The challenges of developing a micro electromagnetic power generator are to increase the flux density from the thin permanent magnet and reduce the resistance of the micro high-winding-density coil. To overcome these challenges, we propose a novel MEMS power generator for low-frequency-vibration energy harvesting employing a 16-poles thin magnet plate and a high-aspect-ratio spiral micro array coil. Transient magnetic analysis has proved that the multi-pole magnet thin plate (8.9 × 8.9 × t0.5 mm) magnetized by laser assisted heating helps increase the output power from the generator compared with the unidirectional one.
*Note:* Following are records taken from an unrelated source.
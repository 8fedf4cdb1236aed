use std::collections::HashSet;

use chrono::{DateTime, Utc};
use serde::{Deserialize, Serialize};

/// Page dimensions as reported by the browser (w x h).
#[derive(Debug, Clone, Default, Serialize, Deserialize, PartialEq, Eq)]
#[serde(rename_all = "camelCase")]
pub struct Dimension {
    pub width: String,
    pub height: String,
}

impl Dimension {
    pub fn new(width: impl Into<String>, height: impl Into<String>) -> Self {
        Self {
            width: width.into(),
            height: height.into(),
        }
    }

    pub fn is_complete(&self) -> bool {
        !self.width.is_empty() && !self.height.is_empty()
    }
}

/// The first page resize of a visit. Both ends are always present.
#[derive(Debug, Clone, Serialize, Deserialize, PartialEq, Eq)]
#[serde(rename_all = "camelCase")]
pub struct Resize {
    pub from: Dimension,
    pub to: Dimension,
}

/// Composite address of a record. URLs are compared verbatim, so
/// `https://a.com` and `https://a.com/` are different keys.
#[derive(Debug, Clone, PartialEq, Eq, Hash)]
pub struct SessionKey {
    pub website_url: String,
    pub session_id: String,
}

impl SessionKey {
    pub fn new(website_url: &str, session_id: &str) -> Self {
        Self {
            website_url: website_url.to_string(),
            session_id: session_id.to_string(),
        }
    }
}

/// Cumulative telemetry for one visit, built up until the form is submitted.
#[derive(Debug, Clone, Serialize, Deserialize, PartialEq, Eq)]
#[serde(rename_all = "camelCase")]
pub struct Record {
    #[serde(rename = "websiteURL")]
    pub website_url: String,
    #[serde(rename = "sessionID")]
    pub session_id: String,
    pub resize: Option<Resize>,
    pub copy_paste_fields: HashSet<String>,
    /// Zero until the client reports it.
    pub form_completion_time_secs: u64,
    pub created_at: DateTime<Utc>,
    pub updated_at: DateTime<Utc>,
}

impl Record {
    pub fn new(website_url: &str, session_id: &str, now: DateTime<Utc>) -> Self {
        Self {
            website_url: website_url.to_string(),
            session_id: session_id.to_string(),
            resize: None,
            copy_paste_fields: HashSet::new(),
            form_completion_time_secs: 0,
            created_at: now,
            updated_at: now,
        }
    }

    pub fn key(&self) -> SessionKey {
        SessionKey::new(&self.website_url, &self.session_id)
    }

    pub fn resize_from(&self) -> Option<&Dimension> {
        self.resize.as_ref().map(|r| &r.from)
    }

    pub fn resize_to(&self) -> Option<&Dimension> {
        self.resize.as_ref().map(|r| &r.to)
    }
}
The high-aspect-ratio spiral micro array coil (width: 80 µm, thickness: 160 µm, total turns: 144) fabricated by the combination of multilayer SU-8 micro moldings, copper plating, and silver paste screen printing is beneficial for increasing coil density and reducing resistance, thus improving output power. The vibration experiment showed that in terms of no consideration of spring and guideway structure, when the magnet is directly vibrated by an actuator, the induced voltage, generated power, and power density were 1.63 mV, 0.12 µW and 1.03 µW/cm³, respectively at an excitation frequency of 10 Hz with an amplitude of 2 mm. When a 3D-printed cantilever beam was adopted as the spring and guideway structure for the resonant prototype, the counterparts were 8.48 mV, 3.34 µW and 5.22 µW/cm³, respectively at 38 Hz and 2 mm excitation (corresponding to a vibration acceleration peak of 11.6 g).

开发微型电磁发电机的挑战是增加来自薄型永磁体的磁通密度并减小微型高绕组密度线圈的电阻。为了克服这些挑战，我们提出了一种新颖的MEMS发电机，该发电机采用16极薄磁体板和高纵横比螺旋微阵列线圈进行低频振动能量收集。瞬态磁分析已证明，与单向磁体相比，通过激光辅助加热磁化的多极磁体薄板（8.9×8.9×t0.5 mm）有助于增加发电机的输出功率。高纵横比螺旋微阵列线圈（宽度：80 µm，厚度：160 µm，总匝数：144）是由多层SU-8微成型件，镀铜，银浆丝网印刷有利于提高线圈密度和降低电阻，从而提高输出功率。振动实验表明，在不考虑弹簧和导轨结构的情况下，当磁体直接通过执行器振动时，感应电压，产生的功率和功率密度分别为1.63 mV，0.12 µW和1.03 µW / cm。^在图3中，分别以10Hz的激励频率和2mm的幅度。当采用3D打印的悬臂梁作为谐振原型的弹簧和导轨结构时，在38 Hz和2 mm激励下，对应的分别为8.48 mV，3.34 µW和5.22 µW / cm ³（对应于振动加速度峰值） 11.6克）。